Task> In the entries, find all lines that hold the word "AuditAction" and copy them.

Dataset extract>
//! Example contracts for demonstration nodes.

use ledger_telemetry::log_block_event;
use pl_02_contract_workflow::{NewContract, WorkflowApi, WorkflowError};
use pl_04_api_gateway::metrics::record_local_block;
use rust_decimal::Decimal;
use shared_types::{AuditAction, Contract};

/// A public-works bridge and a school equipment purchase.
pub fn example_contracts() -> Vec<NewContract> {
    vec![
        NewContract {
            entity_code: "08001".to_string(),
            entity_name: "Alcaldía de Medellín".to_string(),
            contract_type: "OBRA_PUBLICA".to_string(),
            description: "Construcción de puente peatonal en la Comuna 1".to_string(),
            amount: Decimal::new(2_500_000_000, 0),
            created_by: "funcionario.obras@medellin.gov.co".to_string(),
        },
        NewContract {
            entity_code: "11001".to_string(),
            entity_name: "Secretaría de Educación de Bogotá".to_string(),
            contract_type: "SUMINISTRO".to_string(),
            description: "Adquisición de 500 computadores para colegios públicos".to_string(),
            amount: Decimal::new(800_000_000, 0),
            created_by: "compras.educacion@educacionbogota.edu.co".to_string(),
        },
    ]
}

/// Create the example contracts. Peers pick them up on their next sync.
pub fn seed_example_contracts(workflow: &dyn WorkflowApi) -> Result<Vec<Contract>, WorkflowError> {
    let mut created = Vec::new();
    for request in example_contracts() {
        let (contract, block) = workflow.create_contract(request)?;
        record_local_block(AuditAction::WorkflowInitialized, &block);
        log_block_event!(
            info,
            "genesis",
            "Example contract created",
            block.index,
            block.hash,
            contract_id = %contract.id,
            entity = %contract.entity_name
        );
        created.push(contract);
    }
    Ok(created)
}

Exercise result>
use shared_types::{AuditAction, Contract};
        record_local_block(AuditAction::WorkflowInitialized, &block);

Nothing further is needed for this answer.